Goldman Sachs VIP List & Hedge Fund Trend Monitor: Stocks That Matter Most to Hedgies ~ market folly

Friday, September 17, 2010

Goldman Sachs VIP List & Hedge Fund Trend Monitor: Stocks That Matter Most to Hedgies

Every quarter, Goldman Sachs releases a list of stocks predominantly owned by hedge funds. The aptly named Goldman Sachs VIP list (or 'Very Important Positions' list) aggregates positions held by hedge funds utilizing fundamental strategies. This is just one part of the data aggregation found in Goldman's quarterly Hedge Fund Trend Monitor and we'll detail the latest findings below.

These positions are derived from 13F filings that hedge funds file with the SEC and those of you with Bloomberg Terminals can find this compilation at: GSTHHVIP. First, some background performance of their VIP list. Goldman writes that the VIP list, "contains the 50 stocks that appear most frequently among the top 10 holdings of fundamentally-driven hedge fund portfolios. The basket of stocks that 'matter most' has outperformed the S&P 500 by 71 bp on a quarterly basis since 2001, with a Sharpe Ratio of 0.26. The VIP list underperformed the S&P 500 during 2Q 2010 by 268 bp (-14.1% vs. -11.4%). Since then VIP list has outperformed the S&P 500 by 247 bp (8.8% vs 6.3%)."
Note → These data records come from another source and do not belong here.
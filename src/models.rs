//! Data models for USGS earthquake query responses.
//!
//! These structures match the GeoJSON format returned by the FDSN event
//! service. Only the fields the map consumes are deserialized.

use chrono::{DateTime, TimeZone, Utc};
use serde::Deserialize;

use crate::errors::QuakeMapError;

/// Top-level GeoJSON response from the query service.
#[derive(Debug, Clone, Deserialize)]
pub struct FeatureCollection {
    /// Always "FeatureCollection"
    #[serde(rename = "type")]
    pub type_: String,

    /// Response metadata
    pub metadata: Metadata,

    /// Earthquake events
    pub features: Vec<Feature>,
}

impl FeatureCollection {
    /// Validate the response structure.
    pub fn validate(&self) -> Result<(), QuakeMapError> {
        if self.type_ != "FeatureCollection" {
            return Err(QuakeMapError::InvalidResponse(format!(
                "expected type 'FeatureCollection', got '{}'",
                self.type_
            )));
        }
        Ok(())
    }
}

/// Metadata about the query response.
#[derive(Debug, Clone, Deserialize)]
pub struct Metadata {
    /// When this response was generated (ms since epoch)
    pub generated: i64,

    /// Echo of the query URL
    pub url: String,

    /// Human-readable title
    pub title: String,

    /// Number of events in the response
    pub count: usize,
}

/// A single earthquake event.
#[derive(Debug, Clone, Deserialize)]
pub struct Feature {
    /// Always "Feature"
    #[serde(rename = "type")]
    pub type_: String,

    /// Unique event ID
    pub id: String,

    /// Geographic location
    pub geometry: Geometry,

    /// Event properties
    pub properties: Properties,
}

impl Feature {
    /// Validate the event structure.
    pub fn validate(&self) -> Result<(), QuakeMapError> {
        if self.id.is_empty() {
            return Err(QuakeMapError::Validation("empty event ID".into()));
        }
        if self.geometry.coordinates.len() != 3 {
            return Err(QuakeMapError::Validation(format!(
                "expected 3 coordinates, got {}",
                self.geometry.coordinates.len()
            )));
        }
        Ok(())
    }

    /// Get the event time as a `DateTime<Utc>`.
    #[must_use]
    pub fn time(&self) -> Option<DateTime<Utc>> {
        Utc.timestamp_millis_opt(self.properties.time).single()
    }

    /// Get longitude (degrees).
    #[must_use]
    pub fn longitude(&self) -> f64 {
        self.geometry.coordinates.first().copied().unwrap_or(0.0)
    }

    /// Get latitude (degrees).
    #[must_use]
    pub fn latitude(&self) -> f64 {
        self.geometry.coordinates.get(1).copied().unwrap_or(0.0)
    }

    /// Get depth in kilometers (positive down).
    ///
    /// A missing third coordinate reads as 0.0, which the encoder maps
    /// to the shallow band.
    #[must_use]
    pub fn depth_km(&self) -> f64 {
        self.geometry.coordinates.get(2).copied().unwrap_or(0.0)
    }
}

/// Geographic geometry for an event.
#[derive(Debug, Clone, Deserialize)]
pub struct Geometry {
    /// Always "Point"
    #[serde(rename = "type")]
    pub type_: String,

    /// Coordinates: [longitude, latitude, depth_km]
    pub coordinates: Vec<f64>,
}

/// Event properties from the query service.
///
/// The service returns many more fields; only the ones the encoder and
/// page builder touch are kept.
#[derive(Debug, Clone, Deserialize)]
pub struct Properties {
    /// Magnitude value (may be null for unreviewed events)
    pub mag: Option<f64>,

    /// Human-readable place description
    pub place: Option<String>,

    /// Event time (ms since epoch)
    pub time: i64,

    /// Event page URL
    pub url: Option<String>,

    /// Human-readable title
    pub title: Option<String>,
}

#[cfg(test)]
mod tests {
    use super::*;

    #[test]
    fn test_parse_sample_query_response() {
        let json = include_str!("../tools/sample_query.json");
        let collection: FeatureCollection =
            serde_json::from_str(json).expect("failed to parse sample response");

        collection.validate().expect("invalid collection");
        assert_eq!(collection.type_, "FeatureCollection");
        assert_eq!(collection.features.len(), collection.metadata.count);
        assert!(!collection.features.is_empty());

        for feature in &collection.features {
            feature.validate().expect("invalid feature");
            assert!(!feature.id.is_empty());
        }
    }

    #[test]
    fn test_coordinate_accessors() {
        let json = include_str!("../tools/sample_query.json");
        let collection: FeatureCollection =
            serde_json::from_str(json).expect("failed to parse sample response");

        let first = &collection.features[0];
        assert!((first.longitude() - (-116.8601)).abs() < 1e-6);
        assert!((first.latitude() - 33.4935).abs() < 1e-6);
        assert!((first.depth_km() - 11.12).abs() < 1e-6);
        assert!(first.time().is_some());
    }
}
Last quarter, we posted up the previous iteration of the Goldman Sachs VIP list and for Q2 there are a few new additions to the list this time around including: Fidelity National Information (FIS), a stock many hedgies added after the company announced a leveraged recapitalization plan. Another new stock on the list, Comcast (CMCSA), has been a favorite of Columbia's University's value investing professor, Bruce Greenwald.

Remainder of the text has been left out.